As for resentment, I don't think I can hate my husband for being who he is.
I did have a bit frustration but I didn't really lose a thing.
I need to tell myself be happy and don't be greedy when my needs are not met in a way I prefered.
_Posted via Mobile Device_


----------



## PBear (Nov 16, 2010)

Well, enjoy being unhappy... Why exactly are you posting, anyway? Trying to find someone to agree with you that it's ok to bury your feelings?

And nobody said anything about your needs being met perfectly. Compromise is also a great thing in a relationship. But if you can't stand mashed potatoes, and that's what he makes for supper every night thinking they're your favorite thing in the world, you've only got yourself to blame for having to choke them down for the rest of your life. All you have to do is say something like "Honey, do you think we could try rice for supper sometime?", and then tell him "Oh baby! This rice is just as wonderful as your mashed potatoes! I never thought I'd like it this much!"... You can be tactful when presenting requests for change.

C


----------



## friendly (Sep 21, 2010)

My husband has his own views of life. He's a polite person.
When he goes to a restaurant and the service is not satisfying, and when the manager comes to ask how's the food, he would reply. "Good!" just to be polite but he won't go again. 
He believes in not to give bad comments and make ppl lose face because of the negative comments.
There're couples of times that I got upset with some service so I complained to the waiter.
He was mad at me and said I was being rude.
He told me when we don't like this place, we don't visit again, I don't need to make a fuss to the waiter because he's just here doing his work.
_Posted via Mobile Device_


----------



## friendly (Sep 21, 2010)

PBear said:


> Well, enjoy being unhappy... Why exactly are you posting, anyway? Trying to find someone to agree with you that it's ok to bury your feelings?
> 
> And nobody said anything about your needs being met perfectly. Compromise is also a great thing in a relationship. But if you can't stand mashed potatoes, and that's what he makes for supper every night thinking they're your favorite thing in the world, you've only got yourself to blame for having to choke them down for the rest of your life. All you have to do is say something like "Honey, do you think we could try rice for supper sometime?", and then tell him "Oh baby! This rice is just as wonderful as your mashed potatoes! I never thought I'd like it this much!"... You can be tactful when presenting requests for change.
> 
> C


I like the way how you communicate with your spouse.
Thank you! I think I need to learn the art of talking.


----------



## PBear (Nov 16, 2010)

So is that the way you want to be treated as well? Let's say he (or you) are dissatisfied with your sex life. Rather than talk about the problem, he'll say things are good, and then, as you say "just not go there again"... Several years from now, you'll be posting in here wondering why you're only having sex 3x a year...

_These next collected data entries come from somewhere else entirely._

use crate::bounding_volume::Aabb;
use crate::math::{Point, Real, Vector};

/// An RGBA color with components in `[0, 1]`.
pub type DebugColor = [f32; 4];

/// Flags selecting what [`CollisionWorld::debug_draw`](crate::pipeline::CollisionWorld::debug_draw)
/// renders.
#[derive(Clone, Copy, Debug, Default, Eq, Hash, Ord, PartialEq, PartialOrd)]
pub struct DebugDrawFlags(u8);

bitflags::bitflags! {
    impl DebugDrawFlags: u8 {
        /// Draw the world-space AABB of each collider.
        const COLLIDER_AABBS = 1;
        /// Draw every node of the broadphase tree.
        const TREE_NODES = 1 << 1;
        /// Draw the contact points and normals of the manifolds.
        const CONTACTS = 1 << 2;
        /// Draw everything.
        const ALL = Self::COLLIDER_AABBS.bits() | Self::TREE_NODES.bits() | Self::CONTACTS.bits();
    }
}

/// A receiver of debug-rendering primitives.
///
/// Every method does nothing by default, so implementors only override what they can render.
pub trait DebugDrawSink {
    /// Draws a line segment.
    fn draw_line(&mut self, _a: &Point<Real>, _b: &Point<Real>, _color: DebugColor) {}

    /// Draws the twelve edges of an AABB.
    fn draw_aabb(&mut self, aabb: &Aabb, color: DebugColor) {
        const EDGES: [(usize, usize); 12] = [
            (0, 1),
            (1, 2),
            (2, 3),
            (3, 0),
            (4, 5),
            (5, 6),
            (6, 7),
            (7, 4),
            (0, 4),
            (1, 5),
            (2, 6),
            (3, 7),
        ];

        let vtx = aabb.vertices();
        for (i, j) in EDGES {
            self.draw_line(&vtx[i], &vtx[j], color);
        }
    }

    /// Draws a contact point with its normal and penetration depth.
    fn draw_contact(&mut self, _point: &Point<Real>, _normal: &Vector<Real>, _depth: Real) {}
}
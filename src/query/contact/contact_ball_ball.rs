use crate::math::{Isometry, Point, Real, Vector};
use crate::query::Contact;
use crate::shape::Ball;

/// Contact between two balls, the second one placed at `pos12` relative to the first.
///
/// Concentric balls are separated along `+x` of the first ball.
#[inline]
pub fn contact_ball_ball(
    pos12: &Isometry<Real>,
    b1: &Ball,
    b2: &Ball,
    prediction: Real,
) -> Option<Contact> {
    let center2 = pos12.translation.vector;
    let center_dist = center2.norm();
    let dist = center_dist - b1.radius - b2.radius;

    if dist > prediction {
        return None;
    }

    let normal1 = center2
        .try_normalize(0.0)
        .map_or_else(Vector::x_axis, na::Unit::new_unchecked);
    let normal2 = pos12.inverse_transform_unit_vector(&-normal1);

    Some(Contact::new(
        Point::from(normal1.into_inner() * b1.radius),
        Point::from(normal2.into_inner() * b2.radius),
        normal1,
        normal2,
        dist,
    ))
}
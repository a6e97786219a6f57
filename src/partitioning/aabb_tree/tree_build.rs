use super::tree::{AabbTree, NodeKind, TreeNode};
use crate::bounding_volume::Aabb;

impl<T: Copy> AabbTree<T> {
    /// Builds a balanced tree over a known set of leaves.
    ///
    /// Leaves are split recursively at the median of their centers along the longest axis of
    /// the centers' bounds, so the depth is `ceil(log2(n))` whatever the input order. Payloads
    /// are the only handle on the leaves built this way: no [`TreeSlot`](super::TreeSlot) is
    /// returned.
    pub fn from_leaves(leaves: impl IntoIterator<Item = (Aabb, T)>) -> Self {
        let mut tree = Self::new();
        let mut items: Vec<(Aabb, usize)> = leaves
            .into_iter()
            .map(|(aabb, payload)| {
                let id = tree.nodes.insert(TreeNode {
                    aabb,
                    parent: None,
                    dirty: false,
                    kind: NodeKind::Leaf { payload },
                });
                (aabb, id)
            })
            .collect();

        if items.is_empty() {
            return tree;
        }

        // Each entry is a range of `items` and the branch slot it must be attached to.
        let mut stack = vec![(0, items.len(), None)];

        while let Some((start, end, attach_to)) = stack.pop() {
            let id = if end - start == 1 {
                items[start].1
            } else {
                let range = &mut items[start..end];
                let centers = range.iter().fold(Aabb::new_invalid(), |mut acc, (aabb, _)| {
                    acc.take_point(aabb.center());
                    acc
                });
                let axis = centers.extents().imax();
                let mid = range.len() / 2;
                let _ = range.select_nth_unstable_by(mid, |a, b| {
                    a.0.center()[axis].total_cmp(&b.0.center()[axis])
                });

                let branch = tree.nodes.insert(TreeNode {
                    aabb: Aabb::new_invalid(),
                    parent: None,
                    dirty: true,
                    kind: NodeKind::Branch {
                        left: usize::MAX,
                        right: usize::MAX,
                    },
                });
                stack.push((start + mid, end, Some((branch, false))));
                stack.push((start, start + mid, Some((branch, true))));
                branch
            };

            match attach_to {
                None => tree.root = Some(id),
                Some((parent, is_left)) => {
                    tree.nodes[id].parent = Some(parent);
                    if let NodeKind::Branch { left, right } = &mut tree.nodes[parent].kind {
                        if is_left {
                            *left = id;
                        } else {
                            *right = id;
                        }
                    }
                }
            }
        }

        tree.update();
        tree
    }
}
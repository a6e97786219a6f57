use crate::bounding_volume::BoundingVolume;
use crate::math::{Isometry, Real};
use crate::pipeline::{
    ColliderHandle, ColliderPair, ColliderSet, CollisionManifold, ContactPoint, WorldSettings,
};
use crate::query::details::{
    contact_ball_ball, contact_ball_capsule, contact_ball_cuboid, contact_ball_triangle,
    contact_capsule_capsule, contact_capsule_triangle, contact_pfm_pfm, contact_pfm_pfm_shapes,
    contact_support_map_support_map, InternalEdgesFixer,
};
use crate::query::Contact;
use crate::shape::{Shape, ShapeKind};

/// A routine computing the contacts between two shapes of known kinds.
///
/// The contacts are appended to the output vector. `pos12` is the position of the second shape
/// relative to the first one.
pub type ContactFn = fn(&Isometry<Real>, &Shape, &Shape, Real, &mut Vec<Contact>);

type DispatchTable = [[Option<ContactFn>; ShapeKind::COUNT]; ShapeKind::COUNT];

/// Computes the contact manifolds of the pairs found by the broadphase.
pub struct NarrowPhase {
    table: DispatchTable,
    contacts: Vec<Contact>,
    previous: Vec<CollisionManifold>,
    unsupported_reported: bool,
}

impl Default for NarrowPhase {
    fn default() -> Self {
        Self::new()
    }
}

impl Clone for NarrowPhase {
    fn clone(&self) -> Self {
        Self {
            table: self.table,
            contacts: Vec::new(),
            previous: self.previous.clone(),
            unsupported_reported: self.unsupported_reported,
        }
    }
}

impl core::fmt::Debug for NarrowPhase {
    fn fmt(&self, f: &mut core::fmt::Formatter<'_>) -> core::fmt::Result {
        f.debug_struct("NarrowPhase")
            .field("previous", &self.previous.len())
            .finish_non_exhaustive()
    }
}

impl NarrowPhase {
    /// A narrowphase with the default dispatch table.
    pub fn new() -> Self {
        use ShapeKind::*;

        let mut table: DispatchTable = [[None; ShapeKind::COUNT]; ShapeKind::COUNT];
        let mut set = |k1: ShapeKind, k2: ShapeKind, f: ContactFn| {
            table[k1.index()][k2.index()] = Some(f);
        };

        set(Ball, Ball, ball_ball);
        set(Ball, Cuboid, ball_cuboid);
        set(Ball, Capsule, ball_capsule);
        set(Ball, ConvexPolyhedron, support_map_support_map);
        set(Cuboid, Cuboid, pfm_pfm);
        set(Cuboid, Capsule, pfm_pfm);
        set(Cuboid, ConvexPolyhedron, pfm_pfm);
        set(Capsule, Capsule, capsule_capsule);
        set(Capsule, ConvexPolyhedron, pfm_pfm);
        set(ConvexPolyhedron, ConvexPolyhedron, pfm_pfm);

        for kind in [Ball, Cuboid, Capsule, ConvexPolyhedron] {
            set(kind, TriMesh, convex_trimesh);
        }

        Self {
            table,
            contacts: Vec::new(),
            previous: Vec::new(),
            unsupported_reported: false,
        }
    }

    /// The routine handling shapes of kinds `k1` and `k2`, in that order.
    ///
    /// Only pairs with `k1 <= k2` have a routine.
    pub fn contact_fn(&self, k1: ShapeKind, k2: ShapeKind) -> Option<ContactFn> {
        self.table[k1.index()][k2.index()]
    }

    /// Computes the contacts between two shapes, in any order.
    ///
    /// Returns `false` if the pair is not supported.
    pub fn contacts(
        &mut self,
        pos12: &Isometry<Real>,
        shape1: &Shape,
        shape2: &Shape,
        prediction: Real,
        out: &mut Vec<Contact>,
    ) -> bool {
        let (k1, k2) = (shape1.kind(), shape2.kind());

        if k1 <= k2 {
            if let Some(f) = self.contact_fn(k1, k2) {
                f(pos12, shape1, shape2, prediction, out);
                return true;
            }
        } else if let Some(f) = self.contact_fn(k2, k1) {
            let first = out.len();
            f(&pos12.inverse(), shape2, shape1, prediction, out);
            out[first..].iter_mut().for_each(|c| c.flip());
            return true;
        }

        if !self.unsupported_reported {
            log::debug!("No contact routine between {:?} and {:?}; ignoring the pair.", k1, k2);
            self.unsupported_reported = true;
        }

        false
    }

    /// Rebuilds `manifolds` from the candidate pairs.
    ///
    /// A manifold is created for each pair with at least one contact. When warm starting is
    /// enabled, contacts inherit the impulses of the matching contacts of the manifolds the
    /// previous call produced.
    pub fn update(
        &mut self,
        pairs: &[ColliderPair],
        colliders: &ColliderSet,
        settings: &WorldSettings,
        manifolds: &mut Vec<CollisionManifold>,
    ) {
        core::mem::swap(&mut self.previous, manifolds);
        manifolds.clear();

        let mut previous: Vec<((ColliderHandle, ColliderHandle), usize)> = self
            .previous
            .iter()
            .enumerate()
            .map(|(i, m)| ((m.collider_a, m.collider_b), i))
            .collect();
        previous.sort_unstable();

        let mut contacts = core::mem::take(&mut self.contacts);

        for pair in pairs {
            let (Some(a), Some(b)) = (colliders.get(pair.first), colliders.get(pair.second))
            else {
                continue;
            };

            let pos12 = a.shape_position().inv_mul(&b.shape_position());
            contacts.clear();

            if !self.contacts(&pos12, &a.shape, &b.shape, 0.0, &mut contacts) {
                continue;
            }

            let mut manifold = CollisionManifold::new(pair.first, a, pair.second, b);

            for contact in &contacts {
                if !contact.is_finite() {
                    log::warn!(
                        "Dropping a non-finite contact between colliders {:?} and {:?}.",
                        pair.first.id(),
                        pair.second.id()
                    );
                    continue;
                }

                manifold
                    .points
                    .push(ContactPoint::from_contact(contact, a, b));
            }

            if manifold.points.is_empty() {
                continue;
            }

            manifold.update_aggregates();

            if settings.warm_start {
                if let Ok(k) = previous
                    .binary_search_by_key(&(pair.first, pair.second), |(key, _)| *key)
                {
                    manifold.warm_start_from(
                        &self.previous[previous[k].1],
                        settings.warm_start_factor,
                        settings.warm_start_distance,
                    );
                }
            }

            manifolds.push(manifold);
        }

        self.contacts = contacts;
    }

    /// Forgets the manifolds of the previous step involving `handle`.
    pub fn remove_collider(&mut self, handle: ColliderHandle) {
        self.previous
            .retain(|m| m.collider_a != handle && m.collider_b != handle);
    }
}

fn ball_ball(
    pos12: &Isometry<Real>,
    s1: &Shape,
    s2: &Shape,
    prediction: Real,
    out: &mut Vec<Contact>,
) {
    if let (Some(b1), Some(b2)) = (s1.as_ball(), s2.as_ball()) {
        out.extend(contact_ball_ball(pos12, b1, b2, prediction));
    }
}

fn ball_cuboid(
    pos12: &Isometry<Real>,
    s1: &Shape,
    s2: &Shape,
    prediction: Real,
    out: &mut Vec<Contact>,
) {
    if let (Some(ball), Some(cuboid)) = (s1.as_ball(), s2.as_cuboid()) {
        out.extend(contact_ball_cuboid(pos12, ball, cuboid, prediction));
    }
}

fn ball_capsule(
    pos12: &Isometry<Real>,
    s1: &Shape,
    s2: &Shape,
    prediction: Real,
    out: &mut Vec<Contact>,
) {
    if let (Some(ball), Some(capsule)) = (s1.as_ball(), s2.as_capsule()) {
        out.extend(contact_ball_capsule(pos12, ball, capsule, prediction));
    }
}

fn capsule_capsule(
    pos12: &Isometry<Real>,
    s1: &Shape,
    s2: &Shape,
    prediction: Real,
    out: &mut Vec<Contact>,
) {
    if let (Some(c1), Some(c2)) = (s1.as_capsule(), s2.as_capsule()) {
        out.extend(contact_capsule_capsule(pos12, c1, c2, prediction));
    }
}

fn support_map_support_map(
    pos12: &Isometry<Real>,
    s1: &Shape,
    s2: &Shape,
    prediction: Real,
    out: &mut Vec<Contact>,
) {
    out.extend(contact_support_map_support_map(pos12, s1, s2, prediction));
}

fn pfm_pfm(
    pos12: &Isometry<Real>,
    s1: &Shape,
    s2: &Shape,
    prediction: Real,
    out: &mut Vec<Contact>,
) {
    let _ = contact_pfm_pfm_shapes(pos12, s1, s2, prediction, out);
}

/// Contacts between a convex shape and the triangles of a mesh overlapping its AABB.
///
/// Contacts against internal edges and vertices already covered by a face contact with a
/// neighboring triangle are discarded.
fn convex_trimesh(
    pos12: &Isometry<Real>,
    s1: &Shape,
    s2: &Shape,
    prediction: Real,
    out: &mut Vec<Contact>,
) {
    let Some(mesh) = s2.as_trimesh() else {
        return;
    };

    let aabb1 = s1.compute_aabb(&pos12.inverse()).loosened(prediction);
    let mut contacts = vec![];
    let mut scratch = vec![];

    mesh.for_each_triangle_in_aabb(&aabb1, |i, triangle| {
        match s1 {
            Shape::Ball(ball) => {
                scratch.extend(contact_ball_triangle(pos12, ball, &triangle, prediction))
            }
            Shape::Capsule(capsule) => {
                let internal_edges = [0, 1, 2].map(|k| mesh.is_internal_edge(i, k));
                scratch.extend(contact_capsule_triangle(
                    pos12,
                    capsule,
                    &triangle,
                    internal_edges,
                    prediction,
                ))
            }
            _ => {
                if let Some((pfm1, border_radius1)) = s1.as_polygonal_feature_map() {
                    let _ = contact_pfm_pfm(
                        pos12,
                        pfm1,
                        border_radius1,
                        &triangle,
                        0.0,
                        prediction,
                        &mut scratch,
                    );
                }
            }
        }

        contacts.extend(scratch.drain(..).map(|c| (i, c)));
    });

    InternalEdgesFixer::default().remove_invalid_contacts(mesh, &mut contacts);
    out.extend(contacts.into_iter().map(|(_, c)| c));
}
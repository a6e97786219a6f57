use crate::pipeline::{Collider, ColliderId};
use slab::Slab;

/// The handle of a collider registered in a [`ColliderSet`].
///
/// A handle stays valid until its collider is removed. Because the storage index of a removed
/// collider can be reused, a handle also carries the collider id and lookups with a stale
/// handle fail instead of returning another collider.
#[cfg_attr(feature = "serde-serialize", derive(Serialize, Deserialize))]
#[derive(Copy, Clone, Debug, PartialEq, Eq, PartialOrd, Ord, Hash)]
pub struct ColliderHandle {
    pub(crate) index: u32,
    pub(crate) id: ColliderId,
}

impl ColliderHandle {
    /// The id of the collider this handle refers to.
    pub fn id(self) -> ColliderId {
        self.id
    }

    /// The storage index of the collider this handle refers to.
    pub fn index(self) -> u32 {
        self.index
    }
}

/// The storage of the colliders of a world.
#[derive(Clone, Debug, Default)]
pub struct ColliderSet {
    colliders: Slab<Collider>,
}

impl ColliderSet {
    /// An empty collider set.
    pub fn new() -> Self {
        Self::default()
    }

    /// The number of colliders in this set.
    pub fn len(&self) -> usize {
        self.colliders.len()
    }

    /// Is this set empty?
    pub fn is_empty(&self) -> bool {
        self.colliders.is_empty()
    }

    /// An upper bound of the storage indices of the colliders of this set.
    pub fn index_bound(&self) -> usize {
        self.colliders.capacity()
    }

    pub(crate) fn insert(&mut self, collider: Collider) -> ColliderHandle {
        let id = collider.id;
        let index = self.colliders.insert(collider);
        ColliderHandle {
            index: index as u32,
            id,
        }
    }

    pub(crate) fn remove(&mut self, handle: ColliderHandle) -> Option<Collider> {
        let _ = self.get(handle)?;
        Some(self.colliders.remove(handle.index as usize))
    }

    /// Does `handle` refer to a collider of this set?
    pub fn contains(&self, handle: ColliderHandle) -> bool {
        self.get(handle).is_some()
    }

    /// The collider referred to by `handle`.
    pub fn get(&self, handle: ColliderHandle) -> Option<&Collider> {
        self.colliders
            .get(handle.index as usize)
            .filter(|c| c.id == handle.id)
    }

    /// The collider referred to by `handle`.
    pub fn get_mut(&mut self, handle: ColliderHandle) -> Option<&mut Collider> {
        self.colliders
            .get_mut(handle.index as usize)
            .filter(|c| c.id == handle.id)
    }

    /// Mutable references to two distinct colliders.
    ///
    /// Returns `None` if `h1 == h2` or if either handle is invalid.
    pub fn get_pair_mut(
        &mut self,
        h1: ColliderHandle,
        h2: ColliderHandle,
    ) -> Option<(&mut Collider, &mut Collider)> {
        if h1.index == h2.index {
            return None;
        }

        let (c1, c2) = self
            .colliders
            .get2_mut(h1.index as usize, h2.index as usize)?;
        (c1.id == h1.id && c2.id == h2.id).then_some((c1, c2))
    }

    /// Iterates through all the colliders of this set, in storage order.
    pub fn iter(&self) -> impl Iterator<Item = (ColliderHandle, &Collider)> {
        self.colliders.iter().map(|(i, c)| {
            (
                ColliderHandle {
                    index: i as u32,
                    id: c.id,
                },
                c,
            )
        })
    }

    /// Iterates mutably through all the colliders of this set, in storage order.
    pub fn iter_mut(&mut self) -> impl Iterator<Item = (ColliderHandle, &mut Collider)> {
        self.colliders.iter_mut().map(|(i, c)| {
            (
                ColliderHandle {
                    index: i as u32,
                    id: c.id,
                },
                c,
            )
        })
    }
}

impl core::ops::Index<ColliderHandle> for ColliderSet {
    type Output = Collider;

    #[track_caller]
    fn index(&self, handle: ColliderHandle) -> &Collider {
        match self.get(handle) {
            Some(collider) => collider,
            None => panic!("Invalid collider handle {:?}.", handle),
        }
    }
}
pub use self::tree::{AabbTree, TreeSlot};

mod tree;
mod tree_build;
mod tree_queries;
mod tree_validation;
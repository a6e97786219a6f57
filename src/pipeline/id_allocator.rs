/// The unique identifier of a collider.
///
/// Identifiers are assigned in increasing order by the world a collider is added to, and are
/// never reused. They give a stable order to colliders for pair de-duplication.
#[cfg_attr(feature = "serde-serialize", derive(Serialize, Deserialize))]
#[derive(Copy, Clone, Debug, PartialEq, Eq, PartialOrd, Ord, Hash)]
pub struct ColliderId(pub u64);

impl ColliderId {
    /// The identifier of a collider not registered in any world.
    pub const INVALID: Self = ColliderId(u64::MAX);
}

/// A monotonic generator of collider identifiers.
#[derive(Clone, Debug, Default)]
pub struct IdAllocator {
    next: u64,
}

impl IdAllocator {
    /// An allocator whose first identifier is zero.
    pub fn new() -> Self {
        Self::default()
    }

    /// Returns a fresh identifier, greater than every identifier returned before.
    pub fn allocate(&mut self) -> ColliderId {
        let id = ColliderId(self.next);
        self.next += 1;
        id
    }
}
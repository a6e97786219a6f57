use crate::bounding_volume::Aabb;
use crate::math::{Point, Real, Vector};
use crate::partitioning::AabbTree;
use crate::shape::{ShapeBuildError, SupportMap, Triangle};
use crate::utils;
use std::collections::HashMap;

/// A triangle mesh.
///
/// The mesh owns an [`AabbTree`] over its triangles (payload: the triangle index) which
/// narrowphase and ray queries descend to find the triangles near another shape. Zero-area
/// triangles are kept in the index buffer but flagged and skipped by contact generation.
#[derive(Clone, Debug)]
pub struct TriMesh {
    vertices: Vec<Point<Real>>,
    indices: Vec<[u32; 3]>,
    degenerate: Vec<bool>,
    internal_edges: Vec<[bool; 3]>,
    tree: AabbTree<u32>,
}

pub(super) fn validate_buffers(
    vertices: &[Point<Real>],
    indices: &[[u32; 3]],
) -> Result<(), ShapeBuildError> {
    if vertices.is_empty() {
        return Err(ShapeBuildError::EmptyVertices);
    }

    if indices.is_empty() {
        return Err(ShapeBuildError::EmptyIndices);
    }

    if let Some(i) = vertices
        .iter()
        .position(|p| !p.coords.iter().all(|x| x.is_finite()))
    {
        return Err(ShapeBuildError::NonFiniteVertex(i));
    }

    for (triangle, idx) in indices.iter().enumerate() {
        for index in idx {
            if *index as usize >= vertices.len() {
                return Err(ShapeBuildError::IndexOutOfBounds {
                    triangle,
                    index: *index,
                    num_vertices: vertices.len(),
                });
            }
        }
    }

    Ok(())
}

pub(super) fn split_raw_buffers(
    vertices: &[Real],
    indices: &[u32],
) -> Result<(Vec<Point<Real>>, Vec<[u32; 3]>), ShapeBuildError> {
    if vertices.len() % 3 != 0 {
        return Err(ShapeBuildError::VertexCountNotMultipleOfThree(
            vertices.len(),
        ));
    }

    if indices.len() % 3 != 0 {
        return Err(ShapeBuildError::IndexCountNotMultipleOfThree(indices.len()));
    }

    let points = vertices
        .chunks_exact(3)
        .map(|c| Point::new(c[0], c[1], c[2]))
        .collect();
    let idx = indices
        .chunks_exact(3)
        .map(|c| [c[0], c[1], c[2]])
        .collect();

    Ok((points, idx))
}

impl TriMesh {
    /// Creates a new triangle mesh from a vertex buffer and an index buffer.
    pub fn new(vertices: Vec<Point<Real>>, indices: Vec<[u32; 3]>) -> Result<Self, ShapeBuildError> {
        validate_buffers(&vertices, &indices)?;

        let triangles: Vec<Triangle> = indices
            .iter()
            .map(|idx| {
                Triangle::new(
                    vertices[idx[0] as usize],
                    vertices[idx[1] as usize],
                    vertices[idx[2] as usize],
                )
            })
            .collect();
        let degenerate = triangles.iter().map(Triangle::is_degenerate).collect();
        let tree = AabbTree::from_leaves(
            triangles
                .iter()
                .enumerate()
                .map(|(i, tri)| (tri.local_aabb(), i as u32)),
        );

        let internal_edges = compute_internal_edges(&indices);

        Ok(TriMesh {
            vertices,
            indices,
            degenerate,
            internal_edges,
            tree,
        })
    }

    /// Creates a new triangle mesh from flat coordinate and index buffers.
    pub fn from_raw_buffers(vertices: &[Real], indices: &[u32]) -> Result<Self, ShapeBuildError> {
        let (points, idx) = split_raw_buffers(vertices, indices)?;
        Self::new(points, idx)
    }

    /// The vertex buffer of this mesh.
    pub fn vertices(&self) -> &[Point<Real>] {
        &self.vertices
    }

    /// The index buffer of this mesh.
    pub fn indices(&self) -> &[[u32; 3]] {
        &self.indices
    }

    /// The number of triangles of this mesh.
    pub fn num_triangles(&self) -> usize {
        self.indices.len()
    }

    /// Get the `i`-th triangle of this mesh.
    pub fn triangle(&self, i: u32) -> Triangle {
        let idx = self.indices[i as usize];
        Triangle::new(
            self.vertices[idx[0] as usize],
            self.vertices[idx[1] as usize],
            self.vertices[idx[2] as usize],
        )
    }

    /// An iterator through all the triangles of this mesh.
    pub fn triangles(&self) -> impl ExactSizeIterator<Item = Triangle> + '_ {
        (0..self.indices.len() as u32).map(move |i| self.triangle(i))
    }

    /// Is the `i`-th triangle too thin to produce contacts?
    pub fn is_degenerate(&self, i: u32) -> bool {
        self.degenerate[i as usize]
    }

    /// Is the `edge`-th edge (`0`: AB, `1`: BC, `2`: CA) of the `i`-th triangle shared with
    /// another triangle?
    pub fn is_internal_edge(&self, i: u32, edge: u32) -> bool {
        self.internal_edges[i as usize][edge as usize]
    }

    /// The bounding-volume tree over the triangles of this mesh.
    pub fn tree(&self) -> &AabbTree<u32> {
        &self.tree
    }

    /// Calls `f` with the index of each non-degenerate triangle whose AABB intersects `aabb`.
    pub fn for_each_triangle_in_aabb(&self, aabb: &Aabb, mut f: impl FnMut(u32, Triangle)) {
        self.tree.for_each_overlap(aabb, |i| {
            if !self.is_degenerate(i) {
                f(i, self.triangle(i))
            }
        });
    }
}

fn compute_internal_edges(indices: &[[u32; 3]]) -> Vec<[bool; 3]> {
    let edge_key = |a: u32, b: u32| if a < b { (a, b) } else { (b, a) };
    let mut edge_count: HashMap<(u32, u32), u32> = HashMap::new();

    for idx in indices {
        for k in 0..3 {
            *edge_count
                .entry(edge_key(idx[k], idx[(k + 1) % 3]))
                .or_insert(0) += 1;
        }
    }

    indices
        .iter()
        .map(|idx| {
            let mut internal = [false; 3];
            for k in 0..3 {
                let key = edge_key(idx[k], idx[(k + 1) % 3]);
                internal[k] = edge_count.get(&key).copied().unwrap_or(0) > 1;
            }
            internal
        })
        .collect()
}

impl SupportMap for TriMesh {
    #[inline]
    fn local_support_point(&self, dir: &Vector<Real>) -> Point<Real> {
        utils::point_cloud_support_point(dir, &self.vertices)
    }
}
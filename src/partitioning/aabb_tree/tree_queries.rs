use super::tree::{AabbTree, NodeKind};
use crate::bounding_volume::{Aabb, BoundingVolume};
use crate::math::Real;
use crate::query::{Ray, RayCast};

/// Traversal stack. Deep trees spill to the heap.
type Stack = smallvec::SmallVec<[usize; 64]>;

impl<T: Copy> AabbTree<T> {
    /// Calls `f` with the payload of every leaf whose AABB intersects `aabb`.
    ///
    /// Leaves are visited in depth-first order, left child first.
    pub fn for_each_overlap(&self, aabb: &Aabb, mut f: impl FnMut(T)) {
        self.traverse(|node_aabb| node_aabb.intersects(aabb), &mut f)
    }

    /// Calls `f` with the payload of every leaf whose AABB is hit by `ray` with a
    /// time-of-impact smaller than `max_toi`.
    pub fn traverse_ray(&self, ray: &Ray, max_toi: Real, mut f: impl FnMut(T)) {
        self.traverse(|node_aabb| node_aabb.intersects_local_ray(ray, max_toi), &mut f)
    }

    /// Calls `f` with the payload of every leaf whose AABB may be hit by a sphere of radius
    /// `radius` moving along `ray` up to `max_toi`.
    ///
    /// Node AABBs are inflated by `radius` before being tested against the ray, which is
    /// conservative for any swept shape bounded by that sphere.
    pub fn traverse_sweep(&self, ray: &Ray, max_toi: Real, radius: Real, mut f: impl FnMut(T)) {
        let radius = radius.max(0.0);
        self.traverse(
            |node_aabb| {
                node_aabb
                    .loosened(radius)
                    .intersects_local_ray(ray, max_toi)
            },
            &mut f,
        )
    }

    /// Calls `f` on each node of this tree with its AABB, its depth, and whether it is a leaf.
    pub fn for_each_node(&self, mut f: impl FnMut(&Aabb, usize, bool)) {
        let Some(root) = self.root else {
            return;
        };

        let mut stack = vec![(root, 0)];

        while let Some((id, depth)) = stack.pop() {
            let node = &self.nodes[id];
            match node.kind {
                NodeKind::Leaf { .. } => f(&node.aabb, depth, true),
                NodeKind::Branch { left, right } => {
                    f(&node.aabb, depth, false);
                    stack.push((right, depth + 1));
                    stack.push((left, depth + 1));
                }
            }
        }
    }

    fn traverse(&self, mut test: impl FnMut(&Aabb) -> bool, f: &mut impl FnMut(T)) {
        let Some(root) = self.root else {
            return;
        };

        let mut stack = Stack::new();
        stack.push(root);

        while let Some(id) = stack.pop() {
            let node = &self.nodes[id];

            if !test(&node.aabb) {
                continue;
            }

            match node.kind {
                NodeKind::Leaf { payload } => f(payload),
                NodeKind::Branch { left, right } => {
                    stack.push(right);
                    stack.push(left);
                }
            }
        }
    }
}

How long have you been together? And is it possible that his attitude is a cultural thing? There's nothing wrong with that, but different cultures have different attitudes about "saving face". In which case, I'm getting in over my head, cause I don't know how cultures like that deal with things between a married couple. 

EDIT: And be careful with the "I like the way you communicate with your spouse"!  I'm recently separated, and I'm speaking from the school of hard knocks, when it comes to communication. That lack of communication contributed greatly to the end of my marriage. That's NOT a mistake I plan on repeating the next time! But it's why I'm strongly urging you to learn NOW how to communicate with your husband, before small issues becomes a big issues. It's much easier to deal with little hurt feelings than having to have a discussion about wanting a divorce.

C


----------



## friendly (Sep 21, 2010)

Small things like that. From him, I have learnt to compromise.
In some way, he has his own thinking and sometimes I can only agree with him to avoid conflicts.
_Posted via Mobile Device_


----------



## friendly (Sep 21, 2010)

Yes it's a culture thing. You must always talk politely with respects to ppl even with strangers.
We've been together for 8 years, and nobody is cheating at the moment.
Just some communication work has hit a dead end.
We are still having sex but it's like to get the duties done as a couple should do.
_Posted via Mobile Device_


----------



## friendly (Sep 21, 2010)

Sorry, I don't know maybe it's not a culture thing but that's how he's raised up and his family are loving, polite and friendly.
They never ask anything that is private or personal.
So to discuss about sex, is very personal and that made him feel uncomfortable and not romantic.
I think you have just point out the word "tactful", so he wouldn't feel criticised. That's what I need to study about...


----------



## Asking4Flowers (Mar 2, 2011)

PBear has said it well. If you expect to have a long lasting and enjoyable relationship you HAVE to work together and this sometimes means acknowledging problems. You avoid conflict and although somethings are not worth fighting over, if you avoid everything then how can you possibly grow together as a couple. It is tough and your partner may not respond well at first, but you need to communicating openly and honestly about your feelings and desires. If he understood what really made you happy don't you think that he would want to do it for you?


----------